Frequently Asked Questions

What is the biggest jitter contributor?

In most high-speed serial links: ISI (Inter-Symbol Interference) is the dominant jitter source. ISI is caused by: channel loss (the frequency-dependent attenuation of the PCB traces, connectors, and vias), reflections (impedance discontinuities at connectors, vias, and package transitions), and crosstalk (signal coupling from adjacent lanes). ISI is deterministic and pattern-dependent: certain bit patterns (e.g., isolated transitions after long runs of identical bits) experience more ISI than others. The equalizer's job is to remove ISI: CTLE (Continuous-Time Linear Equalizer) at the receiver compensates for channel loss, and DFE (Decision Feedback Equalizer) cancels post-cursor ISI. A properly equalized link reduces ISI from 0.3-0.5 UI to less than 0.05-0.1 UI.

How do I measure jitter?

Jitter measurement methods: real-time oscilloscope: captures the waveform and directly measures the timing of each edge.
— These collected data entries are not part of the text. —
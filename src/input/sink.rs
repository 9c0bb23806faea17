//! Downstream collaborators that receive classified mouse and keyboard events.
//!
//! The classifiers never inject input themselves; they call into these traits.
//! Frontends implement them on top of their input-injection API.

use std::fmt;
use std::sync::{Arc, Mutex, MutexGuard};

use serde::Serialize;

use super::modifiers::ModifierMask;

/// Receives emulated mouse activity.
pub trait MouseSink {
    fn handle_mouse_click(&mut self, is_left_click: bool, is_pressed: bool);

    /// Relative pointer motion.
    fn handle_mouse_move(&mut self, dx: f64, dy: f64);

    /// Absolute pointer position on platforms that report hover.
    fn handle_pointer_move(&mut self, _x: f64, _y: f64) {}
}

/// Receives key transitions together with the modifier context at that time.
pub trait KeyboardSink {
    fn key_down(&mut self, code: u32, modifiers: ModifierMask);
    fn key_up(&mut self, code: u32, modifiers: ModifierMask);
}

/// Physical feedback fired when a hold gesture engages.
pub trait HapticFeedback {
    fn impact(&mut self);
}

/// One call observed on a [`RecordingSink`].
#[derive(Debug, Clone, Copy, PartialEq, Serialize)]
#[serde(tag = "event", rename_all = "snake_case")]
pub enum SinkEvent {
    MouseClick { left: bool, pressed: bool },
    MouseMove { dx: f64, dy: f64 },
    PointerMove { x: f64, y: f64 },
    KeyDown { code: u32, modifiers: u32 },
    KeyUp { code: u32, modifiers: u32 },
    Haptic,
}

impl fmt::Display for SinkEvent {
    fn fmt(&self, f: &mut fmt::Formatter<'_>) -> fmt::Result {
        match self {
            SinkEvent::MouseClick { left, pressed } => write!(
                f,
                "click {} {}",
                if *left { "left" } else { "right" },
                if *pressed { "down" } else { "up" }
            ),
            SinkEvent::MouseMove { dx, dy } => write!(f, "move {dx:+.1} {dy:+.1}"),
            SinkEvent::PointerMove { x, y } => write!(f, "pointer {x:.1} {y:.1}"),
            SinkEvent::KeyDown { code, modifiers } => {
                write!(f, "key down {code} mods={modifiers:#04x}")
            }
            SinkEvent::KeyUp { code, modifiers } => write!(f, "key up {code} mods={modifiers:#04x}"),
            SinkEvent::Haptic => write!(f, "haptic"),
        }
    }
}

/// Shared recorder implementing every sink trait.
///
/// Clones share one event log, so a single recorder can be handed to both the
/// gesture classifier and the keyboard router (or moved into the input service)
/// while the caller keeps a handle for inspection.
#[derive(Debug, Clone, Default)]
pub struct RecordingSink {
    events: Arc<Mutex<Vec<SinkEvent>>>,
}

impl RecordingSink {
    pub fn new() -> Self {
        Self::default()
    }

    fn log(&self) -> MutexGuard<'_, Vec<SinkEvent>> {
        // A panicking test thread must not hide what was recorded before it.
        self.events.lock().unwrap_or_else(|poisoned| poisoned.into_inner())
    }

    fn push(&self, event: SinkEvent) {
        self.log().push(event);
    }

    /// Copy of everything recorded so far.
    pub fn events(&self) -> Vec<SinkEvent> {
        self.log().clone()
    }

    /// Removes and returns everything recorded so far.
    pub fn take(&self) -> Vec<SinkEvent> {
        std::mem::take(&mut *self.log())
    }

    /// Recorded click events only, as `(is_left, is_pressed)` pairs.
    pub fn clicks(&self) -> Vec<(bool, bool)> {
        self.log()
            .iter()
            .filter_map(|event| match event {
                SinkEvent::MouseClick { left, pressed } => Some((*left, *pressed)),
                _ => None,
            })
            .collect()
    }
}

impl MouseSink for RecordingSink {
    fn handle_mouse_click(&mut self, is_left_click: bool, is_pressed: bool) {
        self.push(SinkEvent::MouseClick {
            left: is_left_click,
            pressed: is_pressed,
        });
    }

    fn handle_mouse_move(&mut self, dx: f64, dy: f64) {
        self.push(SinkEvent::MouseMove { dx, dy });
    }

    fn handle_pointer_move(&mut self, x: f64, y: f64) {
        self.push(SinkEvent::PointerMove { x, y });
    }
}

impl KeyboardSink for RecordingSink {
    fn key_down(&mut self, code: u32, modifiers: ModifierMask) {
        self.push(SinkEvent::KeyDown {
            code,
            modifiers: modifiers.bits(),
        });
    }

    fn key_up(&mut self, code: u32, modifiers: ModifierMask) {
        self.push(SinkEvent::KeyUp {
            code,
            modifiers: modifiers.bits(),
        });
    }
}

impl HapticFeedback for RecordingSink {
    fn impact(&mut self) {
        self.push(SinkEvent::Haptic);
    }
}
Jitter separation: decomposes TJ into DJ and RJ components using algorithms (e.g., RJDJ separation per MJSQ). Instruments: Keysight UXR (110+ GHz BW), Tektronix DPO70000SX (70 GHz). Sampling oscilloscope: triggers off a recovered clock and builds a histogram of the edge timing over many acquisitions. Lower noise floor than real-time scopes. Instruments: Keysight 86100D, Tektronix DSA8300. BERT (Bit Error Rate Tester): measures the actual BER as a function of sampling position (bathtub curve). The most definitive measurement (directly shows the jitter margin at the target BER). Instruments: Keysight M8040A, Anritsu MP2110A.

What is a bathtub curve?

The bathtub curve plots the BER as a function of the sampling time position within the UI (unit interval). Shape: high BER at the UI boundaries (where transitions occur), low BER in the center of the UI (where the data is stable), and the BER transitions follow a Gaussian roll-off (from the RJ component) overlaid on sharp DJ boundaries. The horizontal opening of the bathtub curve at the target BER (e.g., 10^-12) gives the jitter margin: the timing window within which the receiver can sample the data and achieve the required BER. A wider bathtub opening = more margin = more robust link.